Whole flour is flour that is ground from the entire wheat grain and therefore contains all the advantages: Fiber, B vitamins and minerals. In addition, it creates satiety for a longer time because the dietary fiber delays the digestion process. There are whole wheat pitas in regular size and also in mini size (and then it is possible to have 2 of these instead of one pita).
No advantage – spelt pita
Spelt wheat is considered one that has undergone less genetic engineering, and it may contain more protein and less gluten.
It still contains gluten and is not suitable for those who avoid gluten, and still the protein in it is not high quality and should not be counted as part of the protein – if counting. This is protein that is not used for building our body ("completely not").

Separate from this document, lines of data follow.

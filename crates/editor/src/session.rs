//! The editor session: explicit two-phase edits.
//!
//! Phase one applies the edit to the owned grid. Phase two writes the
//! touched range to the remote store. A failed phase two keeps the
//! local value, flags the affected cells dirty, and reports through
//! the sink; the session stays usable throughout.

use std::collections::BTreeMap;

use gridhub_grid::{CellAddress, Grid, Range, RowId};
use gridhub_remote::RemoteError;

use crate::notify::NotificationSink;
use crate::store::CellStore;
use crate::sync::CellSyncState;

/// Seed range fetched when a session opens ("A1:Z1000"). Wide enough
/// for the shapes the remote store realistically holds.
pub const DEFAULT_FETCH_RANGE: Range =
    Range::new(CellAddress::new(0, 0), CellAddress::new(999, 25));

/// What happened to an edit or push.
#[derive(Debug, Clone, Copy, PartialEq, Eq)]
pub enum EditOutcome {
    /// Applied locally and confirmed remotely.
    Synced,
    /// Applied locally; the remote write failed and the cells involved
    /// are flagged dirty.
    Dirty,
    /// Nothing happened: unknown row id, an address outside the grid,
    /// or an empty grid with nothing to push. The grid is unchanged.
    Ignored,
}

/// One editing session over a fetched grid.
pub struct EditorSession<'a> {
    store: &'a dyn CellStore,
    sink: &'a dyn NotificationSink,
    grid: Grid,
    cell_sync: BTreeMap<CellAddress, CellSyncState>,
    last_error: Option<String>,
}

impl std::fmt::Debug for EditorSession<'_> {
    fn fmt(&self, f: &mut std::fmt::Formatter<'_>) -> std::fmt::Result {
        // `store` and `sink` are trait objects without a Debug bound.
        f.debug_struct("EditorSession")
            .field("grid", &self.grid)
            .field("cell_sync", &self.cell_sync)
            .field("last_error", &self.last_error)
            .finish_non_exhaustive()
    }
}

impl<'a> EditorSession<'a> {
    /// Fetch `seed_range` once and build the session's grid from it.
    ///
    /// A fetch failure is blocking: no session is created, the sink is
    /// told, and the error comes back to the caller.
    pub fn open(
        store: &'a dyn CellStore,
        sink: &'a dyn NotificationSink,
        seed_range: Range,
    ) -> Result<Self, RemoteError> {
        match store.fetch_range(seed_range) {
            Ok(values) => {
                let grid = Grid::from_values(values);
                log::debug!(
                    "Seeded grid {}x{} from {}",
                    grid.rows(),
                    grid.cols(),
                    seed_range
                );
                Ok(Self {
                    store,
                    sink,
                    grid,
                    cell_sync: BTreeMap::new(),
                    last_error: None,
                })
            }
            Err(e) => {
                log::warn!("Fetch of {} failed: {}", seed_range, e);
                sink.error("Failed to load spreadsheet.");
                Err(e)
            }
        }
    }

    pub fn grid(&self) -> &Grid {
        &self.grid
    }

    /// The most recent remote failure seen by this session, if any.
    pub fn last_error(&self) -> Option<&str> {
        self.last_error.as_deref()
    }

    /// Edit one cell: apply locally, then write the 1×1 range.
    ///
    /// An unknown row id, or an address the row does not own, changes
    /// nothing and writes nothing. A failed write keeps the local
    /// value; the cell is flagged dirty, not rolled back.
    pub fn edit_cell(&mut self, row_id: RowId, addr: CellAddress, value: &str) -> EditOutcome {
        if !self.grid.apply_edit(row_id, addr, value) {
            return EditOutcome::Ignored;
        }

        match self
            .store
            .write_range(Range::single(addr), &[vec![value.to_string()]])
        {
            Ok(()) => {
                self.cell_sync.insert(addr, CellSyncState::Synced);
                self.sink.success("Cell updated successfully!");
                EditOutcome::Synced
            }
            Err(e) => {
                log::warn!("Write of {} failed, local value kept: {}", addr, e);
                self.cell_sync.insert(addr, CellSyncState::Dirty);
                self.last_error = Some(e.to_string());
                self.sink.error("Failed to update cell!");
                EditOutcome::Dirty
            }
        }
    }

    /// Append a row locally. Remote cells spring into existence on
    /// first write, so growth alone does not touch the store.
    pub fn add_row(&mut self) -> RowId {
        self.grid.add_row()
    }

    /// Append a column locally. Returns its name.
    pub fn add_column(&mut self) -> String {
        self.grid.add_column()
    }

    /// Grow the grid to at least the target shape (values preserved,
    /// never truncated), then push the whole grid remotely.
    pub fn resize(&mut self, target_rows: u32, target_cols: u32) -> EditOutcome {
        self.grid.resize(target_rows, target_cols);
        self.push_all()
    }

    /// Bulk-write the grid's full rectangle to the remote store.
    ///
    /// On success every tracked cell inside the grid is synced; on
    /// failure every cell of the pushed range is flagged dirty.
    pub fn push_all(&mut self) -> EditOutcome {
        let range = match self.grid.range() {
            Some(r) => r,
            None => return EditOutcome::Ignored,
        };

        match self.store.write_range(range, &self.grid.to_values()) {
            Ok(()) => {
                for state in self.cell_sync.values_mut() {
                    *state = CellSyncState::Synced;
                }
                self.sink.success("Grid updated successfully!");
                EditOutcome::Synced
            }
            Err(e) => {
                log::warn!("Bulk write of {} failed, local values kept: {}", range, e);
                for r in 0..self.grid.rows() {
                    for c in 0..self.grid.cols() {
                        self.cell_sync
                            .insert(CellAddress::new(r, c), CellSyncState::Dirty);
                    }
                }
                self.last_error = Some(e.to_string());
                self.sink.error("Failed to update grid!");
                EditOutcome::Dirty
            }
        }
    }

    /// Reconcile state of one cell. Cells never written are in sync
    /// by definition.
    pub fn sync_state(&self, addr: CellAddress) -> CellSyncState {
        self.cell_sync
            .get(&addr)
            .copied()
            .unwrap_or(CellSyncState::Synced)
    }

    /// Addresses whose last write failed, in address order.
    pub fn dirty_cells(&self) -> Vec<CellAddress> {
        self.cell_sync
            .iter()
            .filter(|(_, s)| **s == CellSyncState::Dirty)
            .map(|(a, _)| *a)
            .collect()
    }
}
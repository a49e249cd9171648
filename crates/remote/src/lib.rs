//! Remote collaborators: the spreadsheet registry and the values API.
//!
//! Blocking reqwest clients (no Tokio runtime required). This crate is
//! the single source of truth for both wire contracts: registry records
//! with their links and cell resources, and rectangular value ranges.
//!
//! No retries. No rollback. One request per operation.

mod error;
mod registry;
mod values;

pub use error::RemoteError;
pub use registry::{CellRecord, LinkRecord, RegistryClient, SheetRecord};
pub use values::{ValueRange, ValuesClient};
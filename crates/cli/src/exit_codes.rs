//! CLI Exit Code Registry
//!
//! This is the single source of truth for all CLI exit codes.
//! Exit codes are part of the shell contract — scripts rely on them.
//!
//! # Exit Code Ranges
//!
//! | Range   | Domain           | Description                              |
//! |---------|------------------|------------------------------------------|
//! | 0       | Universal        | Success                                  |
//! | 1       | Universal        | General error (unspecified)              |
//! | 2       | Universal        | CLI usage error (bad args)               |
//! | 3-9     | Local            | File and input handling                  |
//! | 10-19   | Registry         | Spreadsheet/cell record backend          |
//! | 20-29   | Values           | Values API (cell contents)               |
//! | 30-39   | Edit             | Editor session outcomes                  |
//!
//! # Adding New Exit Codes
//!
//! 1. Add the constant in the appropriate range
//! 2. Document what triggers it
//! 3. Update the table above
//! 4. Wire it into the relevant command's error handling

// =============================================================================
// Universal (0-2)
// =============================================================================

/// Success - command completed without errors.
pub const EXIT_SUCCESS: u8 = 0;

/// General error - unspecified failure.
/// Avoid using this; prefer a specific error code.
pub const EXIT_ERROR: u8 = 1;

/// Usage error - bad arguments, missing required options.
pub const EXIT_USAGE: u8 = 2;

// =============================================================================
// Local (3-9)
// =============================================================================

/// I/O error - cannot read or write a local file.
pub const EXIT_IO: u8 = 3;

/// Parse error - malformed cell address or range.
pub const EXIT_PARSE: u8 = 4;

// =============================================================================
// Registry (10-19)
// =============================================================================

/// Network/HTTP error communicating with the registry backend.
pub const EXIT_REGISTRY_NETWORK: u8 = 10;

/// Registry rejected the request (bad request, unprocessable entity).
pub const EXIT_REGISTRY_VALIDATION: u8 = 11;

/// Spreadsheet or cell record not found.
pub const EXIT_REGISTRY_NOT_FOUND: u8 = 12;

// =============================================================================
// Values (20-29)
// =============================================================================

/// Network/HTTP error communicating with the values API.
pub const EXIT_VALUES_NETWORK: u8 = 20;

/// Values API rejected the request (unparseable range, bad sheet id).
pub const EXIT_VALUES_VALIDATION: u8 = 21;

/// Auth rejected by the values API (401/403).
pub const EXIT_VALUES_AUTH: u8 = 22;

/// No API key found (neither keychain nor environment).
pub const EXIT_VALUES_NO_KEY: u8 = 23;

// =============================================================================
// Edit (30-39)
// =============================================================================

/// Edit applied locally but the remote write failed; the cell is
/// flagged dirty and the remote sheet was not updated.
pub const EXIT_EDIT_DIRTY: u8 = 30;
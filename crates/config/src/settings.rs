// Application settings
// Loaded from ~/.config/gridhub/settings.json

use serde::{Deserialize, Serialize};
use std::env;
use std::fs;
use std::path::PathBuf;

/// Keys understood by `get`/`set`, in display order.
pub const SETTING_KEYS: &[&str] = &["registry.url", "values.url", "sheet.default"];

/// Environment overrides, checked before the settings file.
pub const REGISTRY_URL_ENV: &str = "GRIDHUB_REGISTRY_URL";
pub const VALUES_URL_ENV: &str = "GRIDHUB_VALUES_URL";
pub const SHEET_ENV: &str = "GRIDHUB_SHEET";

#[derive(Debug, Clone, Serialize, Deserialize)]
#[serde(default)]
pub struct Settings {
    // Registry backend (spreadsheet and cell records)
    #[serde(rename = "registry.url")]
    pub registry_url: String,

    // Values API (cell contents, keyed by external sheet id)
    #[serde(rename = "values.url")]
    pub values_url: String,

    // Sheet used when no id is given on the command line
    #[serde(rename = "sheet.default")]
    pub default_sheet: Option<String>,
}

impl Default for Settings {
    fn default() -> Self {
        Self {
            registry_url: "http://127.0.0.1:8000".to_string(),
            values_url: "https://sheets.googleapis.com/v4/spreadsheets".to_string(),
            default_sheet: None,
        }
    }
}

impl Settings {
    /// Settings file path under the platform config directory.
    pub fn config_path() -> PathBuf {
        let config_dir = dirs::config_dir()
            .unwrap_or_else(|| PathBuf::from("."))
            .join("gridhub");
        config_dir.join("settings.json")
    }

    /// Load from disk, writing a starter file on first run.
    /// Unreadable or unparseable files fall back to defaults; never fails.
    pub fn load() -> Self {
        let path = Self::config_path();

        if !path.exists() {
            let settings = Self::default();
            settings.create_default_file();
            return settings;
        }

        match fs::read_to_string(&path) {
            Ok(contents) => match Self::from_json_str(&contents) {
                Ok(settings) => settings,
                Err(e) => {
                    eprintln!("Error parsing settings.json: {}", e);
                    eprintln!("Using default settings");
                    Self::default()
                }
            },
            Err(e) => {
                eprintln!("Error reading settings.json: {}", e);
                Self::default()
            }
        }
    }

    /// Parse settings JSON, ignoring // comment lines.
    fn from_json_str(contents: &str) -> Result<Self, serde_json::Error> {
        let cleaned: String = contents
            .lines()
            .filter(|line| !line.trim().starts_with("//"))
            .collect::<Vec<_>>()
            .join("\n");
        serde_json::from_str(&cleaned)
    }

    /// Write the settings back out, pretty-printed.
    pub fn save(&self) -> Result<(), String> {
        let path = Self::config_path();

        // Ensure directory exists
        if let Some(parent) = path.parent() {
            fs::create_dir_all(parent).map_err(|e| e.to_string())?;
        }

        let json = serde_json::to_string_pretty(self).map_err(|e| e.to_string())?;

        fs::write(&path, json).map_err(|e| e.to_string())
    }

    /// Write the commented starter template.
    fn create_default_file(&self) {
        let path = Self::config_path();

        // Ensure directory exists
        if let Some(parent) = path.parent() {
            if let Err(e) = fs::create_dir_all(parent) {
                eprintln!("Error creating config directory: {}", e);
                return;
            }
        }

        let default_config = r#"{
    // Registry backend (spreadsheet and cell records)
    "registry.url": "http://127.0.0.1:8000",

    // Values API (cell contents, keyed by external sheet id)
    "values.url": "https://sheets.googleapis.com/v4/spreadsheets",

    // Sheet used when no id is given on the command line
    "sheet.default": null

    // The values API key is never stored in this file.
    // Store it in the system keychain or set GRIDHUB_API_KEY.
}
"#;

        if let Err(e) = fs::write(&path, default_config) {
            eprintln!("Error writing default settings.json: {}", e);
        }
    }

    /// Path rendered for `ghub config path`.
    pub fn config_path_display() -> String {
        Self::config_path().to_string_lossy().to_string()
    }

    /// Registry URL with the environment override applied.
    pub fn effective_registry_url(&self) -> String {
        match env::var(REGISTRY_URL_ENV) {
            Ok(v) if !v.is_empty() => v,
            _ => self.registry_url.clone(),
        }
    }

    /// Values API URL with the environment override applied.
    pub fn effective_values_url(&self) -> String {
        match env::var(VALUES_URL_ENV) {
            Ok(v) if !v.is_empty() => v,
            _ => self.values_url.clone(),
        }
    }

    /// Default sheet with the environment override applied.
    pub fn effective_sheet(&self) -> Option<String> {
        match env::var(SHEET_ENV) {
            Ok(v) if !v.is_empty() => Some(v),
            _ => self.default_sheet.clone(),
        }
    }

    /// Read one setting by its dotted key.
    pub fn get(&self, key: &str) -> Option<String> {
        match key {
            "registry.url" => Some(self.registry_url.clone()),
            "values.url" => Some(self.values_url.clone()),
            "sheet.default" => Some(self.default_sheet.clone().unwrap_or_default()),
            _ => None,
        }
    }

    /// Write one setting by its dotted key. An empty value clears
    /// `sheet.default`.
    pub fn set(&mut self, key: &str, value: &str) -> Result<(), String> {
        match key {
            "registry.url" => self.registry_url = value.to_string(),
            "values.url" => self.values_url = value.to_string(),
            "sheet.default" => {
                self.default_sheet = if value.is_empty() {
                    None
                } else {
                    Some(value.to_string())
                };
            }
            _ => {
                return Err(format!(
                    "Unknown setting '{}'. Valid keys: {}",
                    key,
                    SETTING_KEYS.join(", ")
                ));
            }
        }
        Ok(())
    }
}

White spelt flour does not contain many advantages compared to regular white wheat flour. A pita made from whole spelt flour is similar in its nutritional value to a regular whole pita, the advantages are not significant and there is no need to insist on spelt.
Gluten-free pita
Such pitas are suitable for those sensitive to gluten. Usually they are made from sifted starches (without shell), and in terms of satiety and nutritional value they are similar to a regular pita.
Light pita
Light pitas contain a lower number of calories mainly for the following reason: They weigh less. Either they are smaller, or they are thinner and in any case their weight is lower. They will contribute to a shorter satiety, but when one wants to combine a larger quantity of pitas – at least psychologically they are preferable.
In my menus in which there are 4–5 sandwiches from light bread during the day, it is possible to replace the bread with a light pita. A menu that contains 4–5 pitas during the day sounds filling and satisfying by all opinions.